Description of the task:
Go through the entries below, tally each line that has the word "PartialEq", and give only the total.

*** Opening Data provided ***

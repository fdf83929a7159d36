use dioxus::prelude::*;

use crate::{
    common::SiteContext,
    components::{section_label::SectionLabel, section_wrapper::SectionWrapper, stat_card::StatCard},
};

// not a navigation target, so the wrapper carries no anchor
#[component]
pub fn StatsSection() -> Element {
    let registry = use_context::<SiteContext>().registry;

    rsx! {
        div { class: "container",
            SectionWrapper {
                div { class: "section",
                    SectionLabel { "By The Numbers" }
                    div { class: "stats-grid",
                        for stat in registry.stats.iter() {
                            StatCard { key: "{stat.label}", stat: *stat }
                        }
                    }
                }
            }
        }
    }
}
use dioxus::prelude::*;

#[derive(Clone, PartialEq, Props)]
pub struct GradientTextProps {
    children: Element,
}

#[component]
pub fn GradientText(props: GradientTextProps) -> Element {
    rsx! {
        span { class: "gradient-text", {props.children} }
    }
}
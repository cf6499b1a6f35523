use serde::{Deserialize, Serialize};

/// Tracks match time: a monotonic tick counter, the current round, and
/// the actions left in it.
///
/// Each tick is one simulated action lasting `seconds_per_action`.
#[derive(Debug, Clone, PartialEq, Serialize, Deserialize)]
pub struct MatchClock {
    tick: u64,
    round: u32,
    remaining_in_round: u32,
    actions_per_round: u32,
    seconds_per_action: f64,
}

impl MatchClock {
    /// Create a clock at tick 0 of round 1.
    pub fn new(actions_per_round: u32, seconds_per_action: f64) -> Self {
        Self {
            tick: 0,
            round: 1,
            remaining_in_round: actions_per_round,
            actions_per_round,
            seconds_per_action,
        }
    }

    /// Advance the clock by one action. Returns the new tick number.
    pub fn advance(&mut self) -> u64 {
        self.tick += 1;
        self.remaining_in_round = self.remaining_in_round.saturating_sub(1);
        self.tick
    }

    /// Start the next round with a full action budget.
    pub fn next_round(&mut self) -> u32 {
        self.round += 1;
        self.remaining_in_round = self.actions_per_round;
        self.round
    }

    /// Return the current tick number.
    pub fn tick(&self) -> u64 {
        self.tick
    }

    /// Return the current round (1-based).
    pub fn round(&self) -> u32 {
        self.round
    }

    /// Actions left before the current round ends.
    pub fn remaining_in_round(&self) -> u32 {
        self.remaining_in_round
    }

    /// Returns true once the current round has no actions left.
    pub fn round_exhausted(&self) -> bool {
        self.remaining_in_round == 0
    }

    /// Total simulated seconds since the match started.
    pub fn elapsed_seconds(&self) -> f64 {
        self.tick as f64 * self.seconds_per_action
    }

    /// Simulated seconds into the current round.
    pub fn round_seconds(&self) -> f64 {
        f64::from(self.actions_per_round - self.remaining_in_round) * self.seconds_per_action
    }
}

impl std::fmt::Display for MatchClock {
    fn fmt(&self, f: &mut std::fmt::Formatter<'_>) -> std::fmt::Result {
        let secs = self.round_seconds().floor() as u64;
        write!(f, "R{} {}:{:02}", self.round, secs / 60, secs % 60)
    }
}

*** Closing Data provided ***

Finished task:
2